Conflict in relationships is inevitable, but it can also inspire and nurture growth. Being exposed to different points of view challenges us to broaden our perspectives, helping us become more empathic, patient, and understanding of others. But when conflict in your relationships arises, it is important to convey respect and create a safe place for the other person to express their thoughts and feelings so that conflict does not spiral out of control.
Often this is easier said than done. As you’re reading this, you may have thought of a recent conflict with a friend or loved one that “went south.” Research done through the Gottman Institute in Seattle has shown that there are four specific behaviors that can occur during conflict that are more corrosive to relationships than others. They are called the “Four Horsemen of the Apocalypse” (Gottman, 1999), and they are:
- Criticism. “Any statement that implies that there is something globally wrong with one’s personality, something that is probably a lasting aspect of the partner’s character.”
- Defensiveness. “Any attempt to defend oneself from a perceived attack. Defensiveness includes denying responsibility for the problem, and this fuels the flames of marital conflict because it says the other person is the guilty party.”
- Contempt. “Any statement or nonverbal behavior that puts oneself on a higher plane the one’s partner. Contempt is the most corrosive of the four Horseman and will destroy trust in the relationship the most quickly.”
- Stonewalling. “Stonewalling occurs when the listener withdraws from the interaction. Stonewalling occurs when one party becomes emotionally flooded and is in fight or flight.”

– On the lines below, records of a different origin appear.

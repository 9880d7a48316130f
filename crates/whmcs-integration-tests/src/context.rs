//! Scenario fixture values

use std::env;

use whmcs::{Error, Id, Result};

/// Product group used when `WHMCS_TEST_GID` is not set.
pub const DEFAULT_PRODUCT_GROUP_ID: u64 = 1;

/// Demo records the scenarios operate on.
///
/// The platform has no way to create these from the remote API in a fresh
/// installation, so they are supplied by whoever runs the scenarios.
#[derive(Debug, Clone, PartialEq, Eq)]
pub struct ScenarioContext {
    /// Client that owns quotes, invoices, tickets and services
    pub client_id: Id,
    /// Payment gateway module name, e.g. `banktransfer`
    pub payment_method: String,
    /// Support department for tickets
    pub dept_id: Id,
    /// Product group new products are added to
    pub product_group_id: Id,
    /// Existing service for cancellation requests
    pub service_id: Option<Id>,
}

impl ScenarioContext {
    /// Context with the default product group and no demo service.
    pub fn new(
        client_id: impl Into<Id>,
        payment_method: impl Into<String>,
        dept_id: impl Into<Id>,
    ) -> Self {
        Self {
            client_id: client_id.into(),
            payment_method: payment_method.into(),
            dept_id: dept_id.into(),
            product_group_id: Id::from(DEFAULT_PRODUCT_GROUP_ID),
            service_id: None,
        }
    }

    /// Use another product group.
    pub fn with_product_group(mut self, gid: impl Into<Id>) -> Self {
        self.product_group_id = gid.into();
        self
    }

    /// Use an existing service for cancellation requests.
    pub fn with_service(mut self, service_id: impl Into<Id>) -> Self {
        self.service_id = Some(service_id.into());
        self
    }

    /// Load the context from the environment.
    ///
    /// Reads `WHMCS_TEST_CLIENT_ID`, `WHMCS_TEST_PAYMENT_METHOD` and
    /// `WHMCS_TEST_DEPT_ID` (required), `WHMCS_TEST_GID` and
    /// `WHMCS_TEST_SERVICE_ID` (optional). A `.env` file is loaded first if
    /// present.
    pub fn from_env() -> Result<Self> {
        dotenvy::dotenv().ok();

        let mut context = Self::new(
            required("WHMCS_TEST_CLIENT_ID")?,
            required("WHMCS_TEST_PAYMENT_METHOD")?,
            required("WHMCS_TEST_DEPT_ID")?,
        );
        if let Some(gid) = optional("WHMCS_TEST_GID") {
            context = context.with_product_group(gid);
        }
        if let Some(service_id) = optional("WHMCS_TEST_SERVICE_ID") {
            context = context.with_service(service_id);
        }

        tracing::debug!(client_id = %context.client_id, dept_id = %context.dept_id, "Loaded scenario context");
        Ok(context)
    }
}

fn required(name: &str) -> Result<String> {
    optional(name).ok_or_else(|| Error::MissingConfig(name.to_string()))
}

fn optional(name: &str) -> Option<String> {
    env::var(name)
        .ok()
        .map(|value| value.trim().to_string())
        .filter(|value| !value.is_empty())
}

#[cfg(test)]
mod tests {
    use super::*;
    use assert_matches::assert_matches;

    const VARS: [&str; 5] = [
        "WHMCS_TEST_CLIENT_ID",
        "WHMCS_TEST_PAYMENT_METHOD",
        "WHMCS_TEST_DEPT_ID",
        "WHMCS_TEST_GID",
        "WHMCS_TEST_SERVICE_ID",
    ];

    fn with_vars<F: FnOnce()>(values: [Option<&str>; 5], f: F) {
        let pairs: Vec<(&str, Option<&str>)> = VARS.into_iter().zip(values).collect();
        temp_env::with_vars(pairs, f);
    }

    #[test]
    fn test_from_env_with_defaults() {
        with_vars([Some("7"), Some("banktransfer"), Some("2"), None, None], || {
            let context = ScenarioContext::from_env().unwrap();
            assert_eq!(context.client_id, 7u64);
            assert_eq!(context.payment_method, "banktransfer");
            assert_eq!(context.dept_id, 2u64);
            assert_eq!(context.product_group_id, DEFAULT_PRODUCT_GROUP_ID);
            assert!(context.service_id.is_none());
        });
    }

    #[test]
    fn test_from_env_with_overrides() {
        with_vars(
            [Some("7"), Some("paypal"), Some("2"), Some("4"), Some(" 12 ")],
            || {
                let context = ScenarioContext::from_env().unwrap();
                assert_eq!(context.product_group_id, 4u64);
                assert_eq!(context.service_id, Some(Id::from(12u64)));
            },
        );
    }

    #[test]
    fn test_from_env_missing_client() {
        with_vars([None, Some("banktransfer"), Some("2"), None, None], || {
            let err = ScenarioContext::from_env().unwrap_err();
            assert_matches!(err, Error::MissingConfig(name) if name == "WHMCS_TEST_CLIENT_ID");
        });
    }

    #[test]
    fn test_blank_values_count_as_missing() {
        with_vars([Some("7"), Some("  "), Some("2"), None, None], || {
            let err = ScenarioContext::from_env().unwrap_err();
            assert_matches!(err, Error::MissingConfig(name) if name == "WHMCS_TEST_PAYMENT_METHOD");
        });
    }
}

Research and experience counseling couples have shown me that the Four Horsemen can make an appearance in even the healthiest of relationships from time to time. They become most troublesome when they take up permanent residence. Try this tip: to maintain a healthy relationship, try for a ratio of 1:5 negative to positive interactions during times of conflict and stress. Gottman’s research shows that the ratio can climb to 1:20 during times of happiness and peace in a relationship. While no relationship is perfect, it’s a step in the right direction if you can begin to recognize these Horsemen in your conflicts.